▶ **Dataset records**:
○ ○ ○ ○ ○

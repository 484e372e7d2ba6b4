//! Configuration system for the speculative core model.
//!
//! This module defines all configuration structures used to parameterize
//! the core. It provides:
//! 1. **Defaults:** Baseline constants (line size, TLB geometry, walk latency, memory).
//! 2. **Structures:** Hierarchical config for the core, the reference MMU, memory and tracing.
//! 3. **Validation:** Rejection of geometry the translation protocol cannot handle.
//!
//! Configuration is supplied as JSON (`Config::from_json`) or use `Config::default()`.

use serde::Deserialize;
use thiserror::Error;

/// Default configuration constants for the core.
///
/// These values define the baseline configuration when not explicitly
/// overridden in a JSON configuration file.
mod defaults {
    /// Default simulated cache line size in bytes (64 bytes).
    ///
    /// Accesses crossing a multiple of this size are split in two.
    pub const CACHE_LINE: u64 = 64;

    /// Whether the modelled ISA permits unaligned accesses (and therefore splits).
    pub const UNALIGNED_ACCESS: bool = true;

    /// Number of hardware threads sharing the core.
    pub const THREAD_COUNT: u16 = 1;

    /// Translation Lookaside Buffer entry count.
    pub const TLB_SIZE: usize = 32;

    /// Cycles a page walk takes before its completion is delivered.
    pub const WALK_LATENCY: u64 = 20;

    /// Page size in bytes (4 KiB).
    pub const PAGE_BYTES: u64 = 4096;

    /// Base address of the reference physical memory (2 GiB).
    pub const RAM_BASE: u64 = 0x8000_0000;

    /// Size of the reference physical memory (1 MiB).
    pub const RAM_SIZE: u64 = 1024 * 1024;
}

/// Error returned when a configuration cannot be used.
#[derive(Debug, Error)]
pub enum ConfigError {
    /// The JSON text did not deserialize.
    #[error("invalid configuration JSON: {0}")]
    Parse(#[from] serde_json::Error),

    /// The cache line size is not a power of two.
    #[error("cache line size {0} is not a power of two")]
    LineNotPowerOfTwo(u64),

    /// The page size is not a power of two or is smaller than a line.
    #[error("page size {page} must be a power of two no smaller than the line size {line}")]
    BadPageSize {
        /// Configured page size.
        page: u64,
        /// Configured line size.
        line: u64,
    },

    /// A core must run at least one thread.
    #[error("thread count must be at least 1")]
    NoThreads,
}

/// Root configuration structure.
///
/// # Examples
///
/// ```
/// use specsim_core::config::Config;
///
/// let json = r#"{ "core": { "cache_line_bytes": 32, "dopp_enabled": true } }"#;
/// let config = Config::from_json(json).unwrap();
/// assert_eq!(config.core.cache_line_bytes, 32);
/// assert!(config.core.dopp_enabled);
/// assert_eq!(config.mmu.tlb_size, 32);
/// ```
#[derive(Debug, Clone, Default, Deserialize)]
pub struct Config {
    /// Instruction-record and protocol options.
    #[serde(default)]
    pub core: CoreConfig,
    /// Reference translation backend.
    #[serde(default)]
    pub mmu: MmuConfig,
    /// Reference memory backend.
    #[serde(default)]
    pub memory: MemoryConfig,
    /// Trace sink options.
    #[serde(default)]
    pub trace: TraceConfig,
}

impl Config {
    /// Parses and validates a JSON configuration.
    ///
    /// # Errors
    ///
    /// Returns [`ConfigError::Parse`] for malformed JSON and the matching
    /// variant for geometry that fails [`Config::validate`].
    pub fn from_json(text: &str) -> Result<Self, ConfigError> {
        let config: Self = serde_json::from_str(text)?;
        config.validate()?;
        Ok(config)
    }

    /// Checks the configuration for values the core cannot operate with.
    ///
    /// # Errors
    ///
    /// Returns the first offending setting.
    pub fn validate(&self) -> Result<(), ConfigError> {
        let line = self.core.cache_line_bytes;
        if !line.is_power_of_two() {
            return Err(ConfigError::LineNotPowerOfTwo(line));
        }
        let page = self.mmu.page_bytes;
        if !page.is_power_of_two() || page < line {
            return Err(ConfigError::BadPageSize { page, line });
        }
        if self.core.thread_count == 0 {
            return Err(ConfigError::NoThreads);
        }
        Ok(())
    }
}

/// Options governing the instruction record and the translation protocol.
#[derive(Debug, Clone, Deserialize)]
pub struct CoreConfig {
    /// Simulated cache line size in bytes; the split boundary.
    #[serde(default = "CoreConfig::default_line")]
    pub cache_line_bytes: u64,

    /// Split accesses that straddle a line boundary into two requests.
    #[serde(default = "CoreConfig::default_unaligned")]
    pub unaligned_access: bool,

    /// Enable the doppelganger (shadow-load) mechanism.
    #[serde(default)]
    pub dopp_enabled: bool,

    /// Keep a copy of every issued request for verification.
    #[serde(default)]
    pub checker_enabled: bool,

    /// Number of hardware threads.
    #[serde(default = "CoreConfig::default_threads")]
    pub thread_count: u16,
}

impl CoreConfig {
    /// Returns the default line size in bytes.
    const fn default_line() -> u64 {
        defaults::CACHE_LINE
    }

    /// Returns the default unaligned-access support.
    const fn default_unaligned() -> bool {
        defaults::UNALIGNED_ACCESS
    }

    /// Returns the default thread count.
    const fn default_threads() -> u16 {
        defaults::THREAD_COUNT
    }
}

impl Default for CoreConfig {
    /// Creates a default core configuration.
    ///
    /// 64-byte lines, splitting enabled, shadow loads and checker disabled,
    /// single thread.
    fn default() -> Self {
        Self {
            cache_line_bytes: defaults::CACHE_LINE,
            unaligned_access: defaults::UNALIGNED_ACCESS,
            dopp_enabled: false,
            checker_enabled: false,
            thread_count: defaults::THREAD_COUNT,
        }
    }
}

/// Reference MMU configuration.
#[derive(Debug, Clone, Deserialize)]
pub struct MmuConfig {
    /// TLB entries (rounded up to a power of two).
    #[serde(default = "MmuConfig::default_tlb_size")]
    pub tlb_size: usize,

    /// Cycles between a TLB miss and delivery of its completion.
    #[serde(default = "MmuConfig::default_walk_latency")]
    pub walk_latency: u64,

    /// Page size in bytes.
    #[serde(default = "MmuConfig::default_page_bytes")]
    pub page_bytes: u64,
}

impl MmuConfig {
    /// Returns the default TLB entry count.
    const fn default_tlb_size() -> usize {
        defaults::TLB_SIZE
    }

    /// Returns the default page-walk latency.
    const fn default_walk_latency() -> u64 {
        defaults::WALK_LATENCY
    }

    /// Returns the default page size.
    const fn default_page_bytes() -> u64 {
        defaults::PAGE_BYTES
    }
}

impl Default for MmuConfig {
    fn default() -> Self {
        Self {
            tlb_size: defaults::TLB_SIZE,
            walk_latency: defaults::WALK_LATENCY,
            page_bytes: defaults::PAGE_BYTES,
        }
    }
}

/// Reference memory configuration.
#[derive(Debug, Clone, Deserialize)]
pub struct MemoryConfig {
    /// First valid physical address.
    #[serde(default = "MemoryConfig::default_base")]
    pub base: u64,

    /// Size of the physical memory in bytes.
    #[serde(default = "MemoryConfig::default_size")]
    pub size: u64,
}

impl MemoryConfig {
    /// Returns the default physical base address.
    const fn default_base() -> u64 {
        defaults::RAM_BASE
    }

    /// Returns the default memory size.
    const fn default_size() -> u64 {
        defaults::RAM_SIZE
    }
}

impl Default for MemoryConfig {
    fn default() -> Self {
        Self {
            base: defaults::RAM_BASE,
            size: defaults::RAM_SIZE,
        }
    }
}

/// Trace sink configuration.
#[derive(Debug, Clone, Default, Deserialize)]
pub struct TraceConfig {
    /// Collect per-instruction trace records.
    #[serde(default)]
    pub enabled: bool,
}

○ ○ ○ ○ ○

▶ **Problem description**: Within the data above, the span starting at the line containing "and protocol options." and ending at the line containing "pub struct CoreConfig" is to be retyped exactly, with no other lines.

▶ **Answer box**:
    /// Instruction-record and protocol options.
    #[serde(default)]
    pub core: CoreConfig,
    /// Reference translation backend.
    #[serde(default)]
    pub mmu: MmuConfig,
    /// Reference memory backend.
    #[serde(default)]
    pub memory: MemoryConfig,
    /// Trace sink options.
    #[serde(default)]
    pub trace: TraceConfig,
}

impl Config {
    /// Parses and validates a JSON configuration.
    ///
    /// # Errors
    ///
    /// Returns [`ConfigError::Parse`] for malformed JSON and the matching
    /// variant for geometry that fails [`Config::validate`].
    pub fn from_json(text: &str) -> Result<Self, ConfigError> {
        let config: Self = serde_json::from_str(text)?;
        config.validate()?;
        Ok(config)
    }

    /// Checks the configuration for values the core cannot operate with.
    ///
    /// # Errors
    ///
    /// Returns the first offending setting.
    pub fn validate(&self) -> Result<(), ConfigError> {
        let line = self.core.cache_line_bytes;
        if !line.is_power_of_two() {
            return Err(ConfigError::LineNotPowerOfTwo(line));
        }
        let page = self.mmu.page_bytes;
        if !page.is_power_of_two() || page < line {
            return Err(ConfigError::BadPageSize { page, line });
        }
        if self.core.thread_count == 0 {
            return Err(ConfigError::NoThreads);
        }
        Ok(())
    }
}

/// Options governing the instruction record and the translation protocol.
#[derive(Debug, Clone, Deserialize)]
pub struct CoreConfig {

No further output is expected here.